The Court's decision was that only the Pittsburgh scientists were the inventors, and that Dr. Hedrick and the other UC scientists were not inventors. As a result, only Pittsburgh and its exclusive worldwide licensee, Artecel, have rights in the composition-of-matter patent covering stem cells isolated from adipose tissue. Existing business agreements of Cytori or others relating to the US and involving the stem cells derived from adipose tissue are likely to be affected by the Court's decision. In addition, activities by Cytori or others to commercialize uses or applications of these adipose stem cells in the US under other patents are also likely to be affected. Other patents that relate to uses or applications of the adipose-derived stem cells cannot be practiced or used commercially without rights to the stem cells themselves. The stem cells themselves are covered by the patent in which the Court has ruled that only Pittsburgh and Artecel have rights.

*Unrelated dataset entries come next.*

#[cfg(test)]
mod tests {
    use super::*;
    use crate::layout::LayoutConfig;

    fn item(text: &str, x: f32, y: f32, width: f32, size: f32) -> TextItem {
        let mut item = TextItem::new(text, x, y, size, "Arial").with_width(width);
        item.height = size;
        item.space_width = size * 0.278;
        item
    }

    fn ctx(config: &LayoutConfig) -> PageContext<'_> {
        PageContext {
            number: 1,
            width: 612.0,
            height: 792.0,
            config,
        }
    }

    #[test]
    fn test_same_line_items_form_one_block() {
        let config = LayoutConfig::default();
        let items = vec![
            item("alpha", 50.0, 100.0, 100.0, 12.0),
            item("beta", 150.0, 100.0, 100.0, 12.0),
            item("gamma", 250.0, 100.0, 100.0, 12.0),
        ];
        let blocks = GapSegmenter.segment(&items, &ctx(&config)).unwrap();
        assert_eq!(blocks.len(), 1);
        assert_eq!(blocks[0].items.len(), 3);
        assert_eq!(blocks[0].bounds.left, 50.0);
    }

    #[test]
    fn test_vertical_gap_breaks_block() {
        let config = LayoutConfig::default();
        let items = vec![
            item("first", 72.0, 100.0, 40.0, 12.0),
            item("second", 72.0, 114.0, 40.0, 12.0),
            item("far", 72.0, 200.0, 40.0, 12.0),
        ];
        let blocks = GapSegmenter.segment(&items, &ctx(&config)).unwrap();
        assert_eq!(blocks.len(), 2);
        assert_eq!(blocks[0].items.len(), 2);
    }

    #[test]
    fn test_font_size_breaks_block() {
        let config = LayoutConfig::default();
        let items = vec![
            item("Title", 72.0, 100.0, 60.0, 24.0),
            item("body", 72.0, 130.0, 40.0, 12.0),
        ];
        let blocks = GapSegmenter.segment(&items, &ctx(&config)).unwrap();
        assert_eq!(blocks.len(), 2);
    }

    #[test]
    fn test_wide_same_line_gap_breaks_block() {
        let config = LayoutConfig::default();
        let items = vec![
            item("left", 72.0, 100.0, 30.0, 12.0),
            item("right", 300.0, 100.0, 30.0, 12.0),
        ];
        let blocks = GapSegmenter.segment(&items, &ctx(&config)).unwrap();
        assert_eq!(blocks.len(), 2);
    }

    #[test]
    fn test_two_columns_stay_apart() {
        let config = LayoutConfig::default();
        let items = vec![
            item("Left0", 72.0, 100.0, 200.0, 12.0),
            item("Right0", 320.0, 100.0, 200.0, 12.0),
            item("Left1", 72.0, 114.0, 200.0, 12.0),
            item("Right1", 320.0, 114.0, 200.0, 12.0),
        ];
        let blocks = GapSegmenter.segment(&items, &ctx(&config)).unwrap();

        for block in &blocks {
            let left = block.items.iter().any(|i| i.text.starts_with("Left"));
            let right = block.items.iter().any(|i| i.text.starts_with("Right"));
            assert!(!(left && right), "mixed columns: {:?}", block.text);
        }
        assert_eq!(blocks.iter().map(|b| b.items.len()).sum::<usize>(), 4);
    }

    #[test]
    fn test_indented_first_line_continues_block() {
        let config = LayoutConfig::default();
        let items = vec![
            item("Indented opening line", 108.0, 100.0, 400.0, 12.0),
            item("wrapped continuation", 72.0, 114.0, 436.0, 12.0),
        ];
        let blocks = GapSegmenter.segment(&items, &ctx(&config)).unwrap();
        assert_eq!(blocks.len(), 1);
    }

    #[test]
    fn test_reading_order_top_first() {
        let config = LayoutConfig::default();
        let items = vec![
            item("second", 72.0, 300.0, 40.0, 12.0),
            item("first", 72.0, 100.0, 40.0, 12.0),
        ];
        let blocks = LineSegmenter.segment(&items, &ctx(&config)).unwrap();
        assert_eq!(blocks[0].items[0].text, "first");
        assert_eq!(blocks[1].items[0].text, "second");
    }

    #[test]
    fn test_split_regions() {
        let config = LayoutConfig::default();
        let items = vec![
            item("header", 72.0, 30.0, 40.0, 10.0),
            item("body", 72.0, 300.0, 40.0, 12.0),
            item("footer", 72.0, 760.0, 40.0, 10.0),
        ];
        let regions = split_regions(items, &ctx(&config));
        assert_eq!(regions.header.len(), 1);
        assert_eq!(regions.body.len(), 1);
        assert_eq!(regions.footer.len(), 1);
    }

    #[test]
    fn test_chain_falls_back_on_error() {
        struct Failing;
        impl Segmenter for Failing {
            fn name(&self) -> &'static str {
                "failing"
            }
            fn segment(&self, _: &[TextItem], ctx: &PageContext<'_>) -> Result<Vec<TextBlock>> {
                Err(Error::MalformedPage {
                    page: ctx.number,
                    reason: "test".to_string(),
                })
            }
        }

        let config = LayoutConfig::default();
        let chain = SegmentationChain::with_segmenters(vec![
            Box::new(Failing),
            Box::new(SingleBlockSegmenter),
        ]);
        let items = vec![
            item("a", 72.0, 100.0, 10.0, 12.0),
            item("b", 72.0, 400.0, 10.0, 12.0),
        ];
        let blocks = chain.segment(&items, &ctx(&config)).unwrap();
        assert_eq!(blocks.len(), 1);
        assert_eq!(blocks[0].items.len(), 2);
    }

    #[test]
    fn test_chain_empty_input() {
        let config = LayoutConfig::default();
        let blocks = SegmentationChain::default()
            .segment(&[], &ctx(&config))
            .unwrap();
        assert!(blocks.is_empty());
    }

    #[test]
    fn test_strategy_from_str() {
        assert_eq!("gap".parse::<SegmentStrategy>().unwrap(), SegmentStrategy::Gap);
        assert!("bogus".parse::<SegmentStrategy>().is_err());
    }
}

Adipose stem cells are a particularly valuable and useful category of
adult stem cells that are easily sourced from a small amount of a patient's
adipose (fat) tissue. This sourcing is simple, and can be done from the fat
tissue removed in a liposuction procedure, or done by simply taking a small
sample of a patient's fat tissue. Sourcing of adipose stem cells is not
invasive and painful like the sourcing of a patient's bone marrow for stem
cells. The adipose stem cells have been shown, in a rapidly growing body of
peer reviewed scientific literature, to be quite versatile and able to
differentiate into many different tissue types, including tissues from all
three "germ layers" (the three broad categories of tissues that comprise
the whole human body). The adipose stem cells expand well in culture and
are relatively easy to manufacture and store.